Una sindrome da accerchiamento, e da dossieraggio: è questa la reazione che nell’entourage di Luca Casarini, l’ex portavoce dei centri sociali diventato businessman dell’accoglienza, si respira davanti alle intercettazioni e ai documenti pubblicati in questi giorni sugli affari di Mediterranea, la ong di Casarini, e sui suoi rapporti finanziari con la Chiesa cattolica. Invece di spiegare i lati oscuri della vicenda, i supporter di Casarini denunciano la presunta violazione del segreto istruttorio. Segreto che non esiste più, visto che l’inchiesta della procura di Ragusa a carico dei capi di Mediterranea è chiusa da mesi, e gli atti sono stati tutti depositati.
Tra le reazioni più allarmate c’è quella di Giuditta Pini, ex deputata del Partito democratico, che con le sue fideiussioni ha consentito i finanziamenti a Mediterranea. Secondo la Pini, a divulgare le accuse alla ong sarebbe addirittura la «mafia libica». In un messaggio su un social, la Pini ha sostenuto che «esiste un sito ufficiale della mafia libica» e che questo sito ha rilanciato le accuse a carico di Mediterranea. Quale sarebbe il «sito ufficiale» della mafia libica? La Pini non fa il nome ma nel messaggio inquadra la pagina di Migrant Rescue Watch, un sito gestito da un giornalista canadese, Rob Gowans, che si occupa prevalentemente di documentare le attività della guardia costiera libica. E la mafia cosa c’entra? «Non ho tempo per replicare alla fantasia psichedelica di qualche prete o politico di sinistra», risponde Gowans, «posso assicurare al 100 per cento che qui non c’è nessuna mafia».
Ma per i fan di Casarini, raccontare il lato oscuro della sua ong, quello che lo ha fatto finire sotto processo, equivale a essere complici della mafia o puntare a impedire il salvataggio dei migranti. A dirlo ieri, in una veemente dichiarazione, è il prete comboniano Alex Zanotelli, già direttore della rivista Nigrizia: che se la prende con la « trascrizione di conversazioni telefoniche non pubblicabili», «un vigliacco attacco verso operatori delle navi salvavita come don Mattia Ferrari e Luca Casarini, con il solo obiettivo di impedire l’aiuto economico da parte della Chiesa alle ong».

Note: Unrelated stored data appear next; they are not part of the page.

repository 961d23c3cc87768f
//! Unified error handling for `ai-llm-service`.
//!
//! This module exposes a single top-level error type [`AiLlmError`] for the whole
//! library, and groups domain-specific errors in nested enums ([`ConfigError`],
//! [`ProviderError`]). Small helpers for reading/validating configuration values
//! are provided and return the unified [`Result<T>`] alias.
//!
//! All messages include the suffix `[AI LLM Service]` to simplify attribution in logs.

use std::{fmt, str::FromStr, time::Duration};

use reqwest::StatusCode;
use thiserror::Error;

/* ------------------------------------------------------------------------- */
/* Public result alias                                                       */
/* ------------------------------------------------------------------------- */

/// Unified result alias for the entire crate.
pub type Result<T> = std::result::Result<T, AiLlmError>;

/* ------------------------------------------------------------------------- */
/* Top-level error                                                           */
/* ------------------------------------------------------------------------- */

/// Top-level error for the `ai-llm-service` crate.
#[non_exhaustive]
#[derive(Debug, Error)]
pub enum AiLlmError {
    /// Configuration/validation errors (startup).
    #[error(transparent)]
    Config(#[from] ConfigError),

    /// The provider rejected the request or answered with something unusable.
    #[error(transparent)]
    Provider(#[from] ProviderError),

    /// Underlying HTTP transport error (e.g., `reqwest::Error`).
    #[error("[AI LLM Service] transport error: {0}")]
    HttpTransport(#[from] reqwest::Error),

    /// Operation exceeded the configured timeout.
    #[error("[AI LLM Service] operation timed out after {0:?}")]
    Timeout(Duration),
}

impl AiLlmError {
    /// HTTP status reported by the upstream service, when there was one.
    pub fn upstream_status(&self) -> Option<StatusCode> {
        match self {
            AiLlmError::Provider(ProviderError::HttpStatus(e)) => Some(e.status),
            AiLlmError::HttpTransport(e) => e.status(),
            _ => None,
        }
    }

    /// `true` for errors caused by missing or invalid local configuration.
    pub fn is_config(&self) -> bool {
        matches!(
            self,
            AiLlmError::Config(_)
                | AiLlmError::Provider(ProviderError::MissingApiKey)
                | AiLlmError::Provider(ProviderError::InvalidEndpoint(_))
                | AiLlmError::Provider(ProviderError::InvalidApiKey(_))
        )
    }
}

/* ------------------------------------------------------------------------- */
/* Config errors                                                             */
/* ------------------------------------------------------------------------- */

/// Error enum for environment/config-driven setup.
///
/// Keep this focused: only errors that realistically happen at config
/// load/validation time.
#[non_exhaustive]
#[derive(Debug, Error)]
pub enum ConfigError {
    /// Required environment variable is missing or empty.
    #[error("[AI LLM Service] missing required environment variable: {0}")]
    MissingVar(&'static str),

    /// A number or flag failed to parse (like limits, timeouts).
    #[error("[AI LLM Service] invalid value in {var}: {reason}")]
    InvalidNumber {
        /// Variable name (e.g., `LLM_MAX_TOKENS`).
        var: &'static str,
        /// Human-readable reason (e.g., `expected u32`).
        reason: &'static str,
    },

    /// Value had the wrong format (e.g., invalid URL).
    #[error("[AI LLM Service] invalid format in {var}: {reason}")]
    InvalidFormat {
        /// Variable name (e.g., `OPENAI_URL`).
        var: &'static str,
        /// Explanation (e.g., `must start with http:// or https://`).
        reason: &'static str,
    },

    /// A numeric field was outside of the allowed range.
    #[error("[AI LLM Service] {field} is out of range: {detail}")]
    OutOfRange {
        /// Field name (e.g., `temperature`).
        field: &'static str,
        /// Description of the expected range (e.g., `expected 0.0..=2.0`).
        detail: &'static str,
    },

    /// Model name was empty.
    #[error("[AI LLM Service] model name must not be empty")]
    EmptyModel,
}

/* ------------------------------------------------------------------------- */
/* Provider errors                                                           */
/* ------------------------------------------------------------------------- */

/// Non-success HTTP answer from the provider.
#[derive(Debug, Clone)]
pub struct HttpError {
    pub status: StatusCode,
    pub url: String,
    /// Short, trimmed snippet of the response body.
    pub snippet: String,
}

impl fmt::Display for HttpError {
    fn fmt(&self, f: &mut fmt::Formatter<'_>) -> fmt::Result {
        write!(f, "HTTP {} from {}: {}", self.status, self.url, self.snippet)
    }
}

/// Errors raised while talking to the completion provider.
#[non_exhaustive]
#[derive(Debug, Error)]
pub enum ProviderError {
    /// No API key configured.
    #[error("[AI LLM Service] OpenAI API key is missing")]
    MissingApiKey,

    /// The API key cannot be used as a header value.
    #[error("[AI LLM Service] invalid API key: {0}")]
    InvalidApiKey(String),

    /// The endpoint is empty or does not start with http/https.
    #[error("[AI LLM Service] invalid endpoint: {0}")]
    InvalidEndpoint(String),

    /// Upstream returned a non-successful HTTP status.
    #[error("[AI LLM Service] {0}")]
    HttpStatus(HttpError),

    /// Response payload could not be decoded as expected.
    #[error("[AI LLM Service] decode error: {0}")]
    Decode(String),

    /// Completion contained no choices.
    #[error("[AI LLM Service] completion returned no choices")]
    EmptyChoices,

    /// The provider reported an error inside an open stream.
    #[error("[AI LLM Service] upstream stream error: {0}")]
    Upstream(String),
}

/// Trims a response body to a log- and client-friendly snippet.
pub fn make_snippet(text: &str) -> String {
    const MAX: usize = 300;
    let trimmed = text.trim();
    if trimmed.chars().count() <= MAX {
        return trimmed.to_string();
    }
    let mut out: String = trimmed.chars().take(MAX).collect();
    out.push('…');
    out
}

/* ------------------------------------------------------------------------- */
/* Env helpers (return unified `Result<T>`)                                  */
/* ------------------------------------------------------------------------- */

/// Fetches a required, non-empty variable through `lookup`.
///
/// # Errors
/// Returns [`AiLlmError::Config`] with [`ConfigError::MissingVar`] if the
/// variable is absent or empty.
pub fn must_env<F>(lookup: &F, name: &'static str) -> Result<String>
where
    F: Fn(&str) -> Option<String>,
{
    match lookup(name) {
        Some(v) if !v.trim().is_empty() => Ok(v),
        _ => Err(ConfigError::MissingVar(name).into()),
    }
}

/// Fetches an optional variable, treating empty values as unset.
pub fn env_opt<F>(lookup: &F, name: &str) -> Option<String>
where
    F: Fn(&str) -> Option<String>,
{
    lookup(name).filter(|v| !v.trim().is_empty())
}

/// Parses an optional value (`Ok(None)` if unset/empty).
///
/// # Errors
/// Returns [`AiLlmError::Config`] with [`ConfigError::InvalidNumber`] if the
/// variable is set but does not parse as `T`.
pub fn env_opt_parse<F, T>(lookup: &F, name: &'static str, reason: &'static str) -> Result<Option<T>>
where
    F: Fn(&str) -> Option<String>,
    T: FromStr,
{
    match env_opt(lookup, name) {
        Some(v) => v.trim().parse::<T>().map(Some).map_err(|_| {
            AiLlmError::from(ConfigError::InvalidNumber {
                var: name,
                reason,
            })
        }),
        None => Ok(None),
    }
}

/// Parses an optional boolean flag (`true/false/1/0/yes/no`).
///
/// # Errors
/// Returns [`ConfigError::InvalidNumber`] for any other value.
pub fn env_opt_bool<F>(lookup: &F, name: &'static str) -> Result<Option<bool>>
where
    F: Fn(&str) -> Option<String>,
{
    let Some(v) = env_opt(lookup, name) else {
        return Ok(None);
    };
    match v.trim().to_ascii_lowercase().as_str() {
        "true" | "1" | "yes" | "on" => Ok(Some(true)),
        "false" | "0" | "no" | "off" => Ok(Some(false)),
        _ => Err(ConfigError::InvalidNumber {
            var: name,
            reason: "expected true or false",
        }
        .into()),
    }
}

/* ------------------------------------------------------------------------- */
/* Validation helpers (return unified `Result<T>`)                           */
/* ------------------------------------------------------------------------- */

/// Validates that an HTTP endpoint starts with `http://` or `https://`.
///
/// # Errors
/// Returns [`AiLlmError::Config`] with [`ConfigError::InvalidFormat`] when
/// the string does not start with a valid HTTP scheme.
pub fn validate_http_endpoint(var: &'static str, value: &str) -> Result<()> {
    if value.starts_with("http://") || value.starts_with("https://") {
        Ok(())
    } else {
        Err(ConfigError::InvalidFormat {
            var,
            reason: "must start with http:// or https://",
        }
        .into())
    }
}

/// Validates that a floating-point value lies within an inclusive range.
///
/// # Errors
/// Returns [`AiLlmError::Config`] with [`ConfigError::OutOfRange`] if `value`
/// is outside `[min, max]`.
pub fn validate_range_f32(
    field: &'static str,
    detail: &'static str,
    value: f32,
    min: f32,
    max: f32,
) -> Result<()> {
    if value.is_finite() && value >= min && value <= max {
        Ok(())
    } else {
        Err(ConfigError::OutOfRange { field, detail }.into())
    }
}

#[cfg(test)]
mod tests {
    use super::*;

    #[test]
    fn snippet_is_trimmed_and_clamped() {
        assert_eq!(make_snippet("  boom \n"), "boom");
        let long = "x".repeat(500);
        let s = make_snippet(&long);
        assert_eq!(s.chars().count(), 301);
        assert!(s.ends_with('…'));
    }

    #[test]
    fn upstream_status_only_for_http_errors() {
        let err = AiLlmError::from(ProviderError::HttpStatus(HttpError {
            status: StatusCode::TOO_MANY_REQUESTS,
            url: "http://x/v1/chat/completions".into(),
            snippet: "slow down".into(),
        }));
        assert_eq!(err.upstream_status(), Some(StatusCode::TOO_MANY_REQUESTS));
        assert!(!err.is_config());

        let err = AiLlmError::Timeout(Duration::from_secs(1));
        assert_eq!(err.upstream_status(), None);
        assert!(AiLlmError::from(ProviderError::MissingApiKey).is_config());
    }

    #[test]
    fn bool_flags_parse() {
        let lookup = |name: &str| (name == "FLAG").then(|| "No".to_string());
        assert_eq!(env_opt_bool(&lookup, "FLAG").unwrap(), Some(false));
        assert_eq!(env_opt_bool(&lookup, "OTHER").unwrap(), None);

        let bad = |_: &str| Some("maybe".to_string());
        assert!(env_opt_bool(&bad, "FLAG").is_err());
    }
}
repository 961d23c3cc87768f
use std::error::Error;

use ai_llm_service::telemetry;
use tracing::info;

#[tokio::main]
async fn main() -> Result<(), Box<dyn Error>> {
    // Load environment variables from .env when present.
    // A missing file is fine; an unreadable or invalid one is not.
    if let Err(e) = dotenvy::dotenv() {
        if !e.not_found() {
            return Err(e.into());
        }
    }

    telemetry::init(telemetry::env_filter_or("info"))?;

    info!(version = env!("CARGO_PKG_VERSION"), "starting prof-reviews backend");

    api::start().await?;

    Ok(())
}
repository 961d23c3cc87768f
use std::time::Instant;

use axum::{
    body::Body,
    http::{HeaderValue, Request},
    middleware::Next,
    response::Response,
};
use chrono::Utc;
use tracing::{Instrument, info, info_span};

pub const REQUEST_ID_HEADER: &str = "x-request-id";

/// Reuses the caller's id when it sent a non-blank one.
fn request_id_of(req: &Request<Body>) -> String {
    if let Some(v) = req
        .headers()
        .get(REQUEST_ID_HEADER)
        .and_then(|h| h.to_str().ok())
    {
        if !v.trim().is_empty() {
            return v.to_string();
        }
    }
    let nanos = Utc::now()
        .timestamp_nanos_opt()
        .unwrap_or_else(|| Utc::now().timestamp_micros() * 1000);
    format!("req-{nanos}")
}

/// Tags every request with an `X-Request-Id`, runs the handler inside a
/// span carrying that id, and echoes it on the response.
///
/// For streamed answers the "request finished" line is logged once headers
/// are ready; the body may still be flowing.
pub async fn request_id(req: Request<Body>, next: Next) -> Response {
    let id = request_id_of(&req);
    let span = info_span!(
        "request",
        request_id = %id,
        method = %req.method(),
        path = %req.uri().path(),
    );

    async move {
        let started = Instant::now();
        let mut res = next.run(req).await;

        info!(
            status = res.status().as_u16(),
            elapsed_ms = started.elapsed().as_millis() as u64,
            "request finished"
        );

        if let Ok(v) = HeaderValue::from_str(&id) {
            res.headers_mut().insert(REQUEST_ID_HEADER, v);
        }
        res
    }
    .instrument(span)
    .await
}
//! Prompt template with `{context}`, `{chat_history}` and `{question}` slots.

use crate::error::PipelineError;

/// Default instructions: answer from the review context only, otherwise
/// decline politely.
pub const DEFAULT_TEMPLATE: &str = "Answer the user's questions based only on the following context. \
If the answer is not in the context, reply politely that you do not have that information available.:
==============================
Context: {context}
==============================
Current conversation: {chat_history}

user: {question}
assistant:";

/// Values substituted into the template for one request.
#[derive(Debug, Clone, PartialEq, Eq)]
pub struct PromptContext {
    pub context: String,
    pub chat_history: String,
    pub question: String,
}

#[derive(Debug, Clone, Copy, PartialEq, Eq)]
enum Slot {
    Context,
    ChatHistory,
    Question,
}

impl Slot {
    const ALL: [Slot; 3] = [Slot::Context, Slot::ChatHistory, Slot::Question];

    fn from_name(name: &str) -> Option<Self> {
        match name {
            "context" => Some(Slot::Context),
            "chat_history" => Some(Slot::ChatHistory),
            "question" => Some(Slot::Question),
            _ => None,
        }
    }

    fn name(self) -> &'static str {
        match self {
            Slot::Context => "context",
            Slot::ChatHistory => "chat_history",
            Slot::Question => "question",
        }
    }
}

#[derive(Debug, Clone, PartialEq, Eq)]
enum Segment {
    Literal(String),
    Slot(Slot),
}

/// Parsed template. Rendering is a single pass over the parsed segments, so
/// braces inside substituted values are copied as-is.
#[derive(Debug, Clone, PartialEq, Eq)]
pub struct PromptTemplate {
    segments: Vec<Segment>,
}

impl Default for PromptTemplate {
    fn default() -> Self {
        Self {
            segments: parse(DEFAULT_TEMPLATE),
        }
    }
}

impl PromptTemplate {
    /// Parses `text`. `{{` and `}}` stand for literal braces; any other
    /// `{name}` that is not a known slot is kept literally.
    ///
    /// # Errors
    /// [`PipelineError::InvalidTemplate`] if one of the three slots is absent.
    pub fn new(text: &str) -> Result<Self, PipelineError> {
        let segments = parse(text);
        for slot in Slot::ALL {
            if !segments.contains(&Segment::Slot(slot)) {
                return Err(PipelineError::InvalidTemplate(format!(
                    "missing {{{}}} placeholder",
                    slot.name()
                )));
            }
        }
        Ok(Self { segments })
    }

    pub fn render(&self, ctx: &PromptContext) -> String {
        let mut out = String::with_capacity(
            ctx.context.len() + ctx.chat_history.len() + ctx.question.len() + 512,
        );
        for seg in &self.segments {
            match seg {
                Segment::Literal(s) => out.push_str(s),
                Segment::Slot(Slot::Context) => out.push_str(&ctx.context),
                Segment::Slot(Slot::ChatHistory) => out.push_str(&ctx.chat_history),
                Segment::Slot(Slot::Question) => out.push_str(&ctx.question),
            }
        }
        out
    }
}

fn parse(text: &str) -> Vec<Segment> {
    let mut segments = Vec::new();
    let mut literal = String::new();
    let mut rest = text;

    while let Some(pos) = rest.find(['{', '}']) {
        literal.push_str(&rest[..pos]);
        let tail = &rest[pos..];

        if tail.starts_with("{{") || tail.starts_with("}}") {
            literal.push_str(&tail[..1]);
            rest = &tail[2..];
            continue;
        }

        if tail.starts_with('{') {
            if let Some(end) = tail.find('}') {
                if let Some(slot) = Slot::from_name(&tail[1..end]) {
                    if !literal.is_empty() {
                        segments.push(Segment::Literal(std::mem::take(&mut literal)));
                    }
                    segments.push(Segment::Slot(slot));
                    rest = &tail[end + 1..];
                    continue;
                }
            }
        }

        literal.push_str(&tail[..1]);
        rest = &tail[1..];
    }

    literal.push_str(rest);
    if !literal.is_empty() {
        segments.push(Segment::Literal(literal));
    }
    segments
}
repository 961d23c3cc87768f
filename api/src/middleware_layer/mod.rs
pub mod request_id;
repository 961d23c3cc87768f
pub mod text_stream;
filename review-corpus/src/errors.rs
//! Typed error for the review-corpus crate.

use std::path::PathBuf;

use thiserror::Error;

#[derive(Debug, Error)]
pub enum CorpusError {
    /// The corpus file could not be read.
    #[error("[Review Corpus] failed to read {path}: {source}")]
    Io {
        path: PathBuf,
        #[source]
        source: std::io::Error,
    },

    /// The corpus JSON did not match the expected `{ "professors": [...] }` shape.
    #[error("[Review Corpus] invalid corpus JSON: {0}")]
    Json(#[from] serde_json::Error),
}
//! Question answering over the professor review corpus.
//!
//! Public API: [`QueryPipeline`]. For each request it serializes and splits
//! the corpus (context), flattens the earlier turns (history), fills the
//! prompt template, and streams the model's answer back as text fragments.
//! There is no vector search: the context is the whole corpus, split by a
//! plain character splitter.

mod cfg;
mod conversation;
mod error;
mod history;
mod pipeline;
mod prompt;
mod splitter;

pub use cfg::PipelineConfig;
pub use conversation::{ConversationTurn, Role};
pub use error::PipelineError;
pub use history::{format_history, format_turn};
pub use pipeline::QueryPipeline;
pub use prompt::{DEFAULT_TEMPLATE, PromptContext, PromptTemplate};
pub use splitter::{CharacterTextSplitter, TextChunk, join_chunks};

In realtà a essere sotto accusa non è il tema dell’«aiuto economico» in quanto tale alle ong ma il canale privilegiato che Mediterranea è riuscita a ritagliarsi in questi anni, a discapito di organizzazioni concorrenti, grazie ai rapporti diretti con il Vaticano e con i vertici della Conferenza episcopale italiana.
Venerdì la Cei aveva negato di avere finanziato direttamente Mediterranea, spiegando di avere «accolto la richiesta» di due diocesi (quelle di Napoli e Palermo) che ha portato nelle casse della organizzazione 400mila euro in due anni. Ieri si scopre che c’è una terza diocesi impegnata nel sostegno a Mediterranea, ed è Modena. A renderlo noto è direttamente l’arcivescovo Erio Castellucci, intercettato ripetutamente nei suoi contatti con Casarini. «A partire dall’autunno 2020 ho deciso di aiutare ”Mediterranea”, elargendo periodicamente delle somme attinte alla ”carità del Vescovo”, alimentata da diversi contributi (tra i quali una percentuale dell’otto per mille affidata al Vescovo per interventi assistenziali)».